Start of RECORDS FOR THIS EXERCISE

use anyhow::Context;
use serde::Serialize;
use std::fs::File;
use std::io::{BufWriter, Write};
use std::path::Path;

use crate::binning::{iter_merged, FeatureReport};
use crate::parsing::known_variants::KnownVariants;

/// Contains all the data written to each row of the detail file.
/// Multi-source fields carry `, `-joined values in contributing-record order.
#[derive(Serialize)]
struct DetailRow<'a> {
    #[serde(rename = "Feature")]
    feature: &'a str,
    #[serde(rename = "Contig")]
    contig: &'a str,
    /// 1-based position, matching the input convention
    #[serde(rename = "Pos")]
    position: u64,
    #[serde(rename = "Ref")]
    ref_allele: &'a str,
    #[serde(rename = "Alt")]
    alt_allele: &'a str,
    /// Allele fractions, `.` for undeterminable entries
    #[serde(rename = "VF")]
    fractions: &'a str,
    /// Read depths, `.` for undeterminable entries
    #[serde(rename = "DP")]
    depths: &'a str,
    #[serde(rename = "Effect")]
    effects: &'a str,
    #[serde(rename = "FC")]
    functional_consequences: &'a str,
    #[serde(rename = "Source")]
    sources: &'a str,
    /// Number of contributing records, the mutation's support count
    #[serde(rename = "Count")]
    count: usize
}

/// Writes the per-mutation detail file, one row per unique mutation per feature.
/// Rows at positions present in the known-variant lookup are excluded.
/// # Arguments
/// * `filename` - the output path (tsv, or csv by extension)
/// * `reports` - the aggregated feature reports, in report order
/// * `known_variants` - optional exclusion lookup
/// # Errors
/// * if opening or writing to the file throw errors
pub fn write_variant_details(
    filename: &Path,
    reports: &[FeatureReport],
    known_variants: Option<&KnownVariants>
) -> csv::Result<()> {
    let is_csv: bool = filename.extension().unwrap_or_default() == "csv";
    let delimiter: u8 = if is_csv { b',' } else { b'\t' };
    let mut csv_writer: csv::Writer<File> = csv::WriterBuilder::new()
        .delimiter(delimiter)
        .from_path(filename)?;

    for (report, merged) in iter_merged(reports) {
        let position = merged.position();
        if let Some(known) = known_variants {
            if known.contains(position.contig(), position.coordinate()) {
                continue;
            }
        }

        csv_writer.serialize(DetailRow {
            feature: report.name(),
            contig: position.contig(),
            position: position.coordinate(),
            ref_allele: merged.ref_allele(),
            alt_allele: merged.alt_allele(),
            fractions: merged.fractions(),
            depths: merged.depths(),
            effects: merged.effects(),
            functional_consequences: merged.functional_consequences(),
            sources: merged.sources(),
            count: merged.num_sources()
        })?;
    }

    csv_writer.flush()?;
    Ok(())
}

/// Writes the companion BED file of reported mutation positions, converting the 1-based
/// coordinates to the 0-based half-open BED convention. The known-variant exclusion applies
/// here as well so the two files stay in lockstep.
/// # Arguments
/// * `filename` - the output .bed path
/// * `reports` - the aggregated feature reports, in report order
/// * `known_variants` - optional exclusion lookup
/// # Errors
/// * if opening or writing to the file throw errors
pub fn write_variant_locations(
    filename: &Path,
    reports: &[FeatureReport],
    known_variants: Option<&KnownVariants>
) -> anyhow::Result<()> {
    let file = File::create(filename)
        .with_context(|| format!("Error while creating {filename:?}:"))?;
    let mut writer = BufWriter::new(file);

    for (report, merged) in iter_merged(reports) {
        let position = merged.position();
        if let Some(known) = known_variants {
            if known.contains(position.contig(), position.coordinate()) {
                continue;
            }
        }

        writeln!(
            writer, "{}\t{}\t{}\t{}",
            position.contig(), position.coordinate() - 1, position.coordinate(), report.name()
        ).with_context(|| format!("Error while writing to {filename:?}:"))?;
    }

    writer.flush()
        .with_context(|| format!("Error while flushing output to {filename:?}:"))?;
    Ok(())
}

#[cfg(test)]
mod tests {
    use super::*;
    use std::io::Write as IoWrite;
    use std::path::PathBuf;

    use crate::binning::{aggregate_features, process_variant_files, EngineConfig};
    use crate::feature_index::build_feature_space;
    use crate::parsing::gff::GffReader;

    fn mock_reports() -> Vec<FeatureReport> {
        let mut gff = tempfile::NamedTempFile::new().unwrap();
        writeln!(gff, "chr1\thavana\tgene\t100\t200\t.\t+\t.\tgene_id \"GENE1\";").unwrap();
        gff.flush().unwrap();
        let records: Vec<_> = GffReader::from_path(gff.path()).unwrap()
            .collect::<anyhow::Result<_>>().unwrap();
        let (mut catalog, index) = build_feature_space(records, "gene_id").unwrap();

        let mut vcf = tempfile::Builder::new().suffix(".vcf").tempfile().unwrap();
        writeln!(vcf, "##samtoolsVersion=0.1.19").unwrap();
        writeln!(vcf, "#CHROM\tPOS\tID\tREF\tALT\tQUAL\tFILTER\tINFO\tFORMAT\ts1").unwrap();
        writeln!(vcf, "chr1\t150\t.\tA\tT\t50\tPASS\tMQ=40\tDP4\t5,5,3,2").unwrap();
        writeln!(vcf, "chr1\t180\t.\tG\tC\t50\tPASS\tMQ=40\tDP4\t10,0,5,5").unwrap();
        vcf.flush().unwrap();

        let filenames: Vec<PathBuf> = vec![vcf.path().to_path_buf()];
        process_variant_files(&filenames, &EngineConfig::default(), &mut catalog, &index).unwrap();
        aggregate_features(&catalog)
    }

    #[test]
    fn test_detail_file_shape() {
        let reports = mock_reports();
        let out = tempfile::Builder::new().suffix(".tsv").tempfile().unwrap();
        write_variant_details(out.path(), &reports, None).unwrap();

        let content = std::fs::read_to_string(out.path()).unwrap();
        let lines: Vec<&str> = content.lines().collect();
        assert_eq!(lines.len(), 3);
        assert_eq!(lines[0], "Feature\tContig\tPos\tRef\tAlt\tVF\tDP\tEffect\tFC\tSource\tCount");
        assert!(lines[1].starts_with("GENE1\tchr1\t150\tA\tT\t"));
        assert!(lines[2].starts_with("GENE1\tchr1\t180\tG\tC\t"));
    }

    #[test]
    fn test_known_variant_exclusion() {
        let reports = mock_reports();

        let mut known_file = tempfile::NamedTempFile::new().unwrap();
        writeln!(known_file, "chr1\t150\trs12345").unwrap();
        known_file.flush().unwrap();
        let known = KnownVariants::from_tsv(known_file.path()).unwrap();

        let out = tempfile::Builder::new().suffix(".tsv").tempfile().unwrap();
        write_variant_details(out.path(), &reports, Some(&known)).unwrap();

        let content = std::fs::read_to_string(out.path()).unwrap();
        let lines: Vec<&str> = content.lines().collect();
        // the known position at 150 is excluded, 180 survives
        assert_eq!(lines.len(), 2);
        assert!(lines[1].contains("\t180\t"));
    }

    #[test]
    fn test_bed_coordinates() {
        let reports = mock_reports();
        let out = tempfile::Builder::new().suffix(".bed").tempfile().unwrap();
        write_variant_locations(out.path(), &reports, None).unwrap();

        let content = std::fs::read_to_string(out.path()).unwrap();
        let lines: Vec<&str> = content.lines().collect();
        assert_eq!(lines, vec![
            "chr1\t149\t150\tGENE1",
            "chr1\t179\t180\tGENE1"
        ]);
    }
}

End of RECORDS FOR THIS EXERCISE

--- INSTRUCTIONS TO FOLLOW ---
Each of the entries must be written out again exactly.

--- YOUR RESPONSE ---
use anyhow::Context;
use serde::Serialize;
use std::fs::File;
use std::io::{BufWriter, Write};
use std::path::Path;

use crate::binning::{iter_merged, FeatureReport};
use crate::parsing::known_variants::KnownVariants;

/// Contains all the data written to each row of the detail file.
/// Multi-source fields carry `, `-joined values in contributing-record order.
#[derive(Serialize)]
struct DetailRow<'a> {
    #[serde(rename = "Feature")]
    feature: &'a str,
    #[serde(rename = "Contig")]
    contig: &'a str,
    /// 1-based position, matching the input convention
    #[serde(rename = "Pos")]
    position: u64,
    #[serde(rename = "Ref")]
    ref_allele: &'a str,
    #[serde(rename = "Alt")]
    alt_allele: &'a str,
    /// Allele fractions, `.` for undeterminable entries
    #[serde(rename = "VF")]
    fractions: &'a str,
    /// Read depths, `.` for undeterminable entries
    #[serde(rename = "DP")]
    depths: &'a str,
    #[serde(rename = "Effect")]
    effects: &'a str,
    #[serde(rename = "FC")]
    functional_consequences: &'a str,
    #[serde(rename = "Source")]
    sources: &'a str,
    /// Number of contributing records, the mutation's support count
    #[serde(rename = "Count")]
    count: usize
}

/// Writes the per-mutation detail file, one row per unique mutation per feature.
/// Rows at positions present in the known-variant lookup are excluded.
/// # Arguments
/// * `filename` - the output path (tsv, or csv by extension)
/// * `reports` - the aggregated feature reports, in report order
/// * `known_variants` - optional exclusion lookup
/// # Errors
/// * if opening or writing to the file throw errors
pub fn write_variant_details(
    filename: &Path,
    reports: &[FeatureReport],
    known_variants: Option<&KnownVariants>
) -> csv::Result<()> {
    let is_csv: bool = filename.extension().unwrap_or_default() == "csv";
    let delimiter: u8 = if is_csv { b',' } else { b'\t' };
    let mut csv_writer: csv::Writer<File> = csv::WriterBuilder::new()
        .delimiter(delimiter)
        .from_path(filename)?;

    for (report, merged) in iter_merged(reports) {
        let position = merged.position();
        if let Some(known) = known_variants {
            if known.contains(position.contig(), position.coordinate()) {
                continue;
            }
        }

        csv_writer.serialize(DetailRow {
            feature: report.name(),
            contig: position.contig(),
            position: position.coordinate(),
            ref_allele: merged.ref_allele(),
            alt_allele: merged.alt_allele(),
            fractions: merged.fractions(),
            depths: merged.depths(),
            effects: merged.effects(),
            functional_consequences: merged.functional_consequences(),
            sources: merged.sources(),
            count: merged.num_sources()
        })?;
    }

    csv_writer.flush()?;
    Ok(())
}

/// Writes the companion BED file of reported mutation positions, converting the 1-based
/// coordinates to the 0-based half-open BED convention. The known-variant exclusion applies
/// here as well so the two files stay in lockstep.
/// # Arguments
/// * `filename` - the output .bed path
/// * `reports` - the aggregated feature reports, in report order
/// * `known_variants` - optional exclusion lookup
/// # Errors
/// * if opening or writing to the file throw errors
pub fn write_variant_locations(
    filename: &Path,
    reports: &[FeatureReport],
    known_variants: Option<&KnownVariants>
) -> anyhow::Result<()> {
    let file = File::create(filename)
        .with_context(|| format!("Error while creating {filename:?}:"))?;
    let mut writer = BufWriter::new(file);

    for (report, merged) in iter_merged(reports) {
        let position = merged.position();
        if let Some(known) = known_variants {
            if known.contains(position.contig(), position.coordinate()) {
                continue;
            }
        }

        writeln!(
            writer, "{}\t{}\t{}\t{}",
            position.contig(), position.coordinate() - 1, position.coordinate(), report.name()
        ).with_context(|| format!("Error while writing to {filename:?}:"))?;
    }

    writer.flush()
        .with_context(|| format!("Error while flushing output to {filename:?}:"))?;
    Ok(())
}

#[cfg(test)]
mod tests {
    use super::*;
    use std::io::Write as IoWrite;
    use std::path::PathBuf;

    use crate::binning::{aggregate_features, process_variant_files, EngineConfig};
    use crate::feature_index::build_feature_space;
    use crate::parsing::gff::GffReader;

    fn mock_reports() -> Vec<FeatureReport> {
        let mut gff = tempfile::NamedTempFile::new().unwrap();
        writeln!(gff, "chr1\thavana\tgene\t100\t200\t.\t+\t.\tgene_id \"GENE1\";").unwrap();
        gff.flush().unwrap();
        let records: Vec<_> = GffReader::from_path(gff.path()).unwrap()
            .collect::<anyhow::Result<_>>().unwrap();
        let (mut catalog, index) = build_feature_space(records, "gene_id").unwrap();

        let mut vcf = tempfile::Builder::new().suffix(".vcf").tempfile().unwrap();
        writeln!(vcf, "##samtoolsVersion=0.1.19").unwrap();
        writeln!(vcf, "#CHROM\tPOS\tID\tREF\tALT\tQUAL\tFILTER\tINFO\tFORMAT\ts1").unwrap();
        writeln!(vcf, "chr1\t150\t.\tA\tT\t50\tPASS\tMQ=40\tDP4\t5,5,3,2").unwrap();
        writeln!(vcf, "chr1\t180\t.\tG\tC\t50\tPASS\tMQ=40\tDP4\t10,0,5,5").unwrap();
        vcf.flush().unwrap();

        let filenames: Vec<PathBuf> = vec![vcf.path().to_path_buf()];
        process_variant_files(&filenames, &EngineConfig::default(), &mut catalog, &index).unwrap();
        aggregate_features(&catalog)
    }

    #[test]
    fn test_detail_file_shape() {
        let reports = mock_reports();
        let out = tempfile::Builder::new().suffix(".tsv").tempfile().unwrap();
        write_variant_details(out.path(), &reports, None).unwrap();

        let content = std::fs::read_to_string(out.path()).unwrap();
        let lines: Vec<&str> = content.lines().collect();
        assert_eq!(lines.len(), 3);
        assert_eq!(lines[0], "Feature\tContig\tPos\tRef\tAlt\tVF\tDP\tEffect\tFC\tSource\tCount");
        assert!(lines[1].starts_with("GENE1\tchr1\t150\tA\tT\t"));
        assert!(lines[2].starts_with("GENE1\tchr1\t180\tG\tC\t"));
    }

    #[test]
    fn test_known_variant_exclusion() {
        let reports = mock_reports();

        let mut known_file = tempfile::NamedTempFile::new().unwrap();
        writeln!(known_file, "chr1\t150\trs12345").unwrap();
        known_file.flush().unwrap();
        let known = KnownVariants::from_tsv(known_file.path()).unwrap();

        let out = tempfile::Builder::new().suffix(".tsv").tempfile().unwrap();
        write_variant_details(out.path(), &reports, Some(&known)).unwrap();

        let content = std::fs::read_to_string(out.path()).unwrap();
        let lines: Vec<&str> = content.lines().collect();
        // the known position at 150 is excluded, 180 survives
        assert_eq!(lines.len(), 2);
        assert!(lines[1].contains("\t180\t"));
    }

    #[test]
    fn test_bed_coordinates() {
        let reports = mock_reports();
        let out = tempfile::Builder::new().suffix(".bed").tempfile().unwrap();
        write_variant_locations(out.path(), &reports, None).unwrap();

        let content = std::fs::read_to_string(out.path()).unwrap();
        let lines: Vec<&str> = content.lines().collect();
        assert_eq!(lines, vec![
            "chr1\t149\t150\tGENE1",
            "chr1\t179\t180\tGENE1"
        ]);
    }
}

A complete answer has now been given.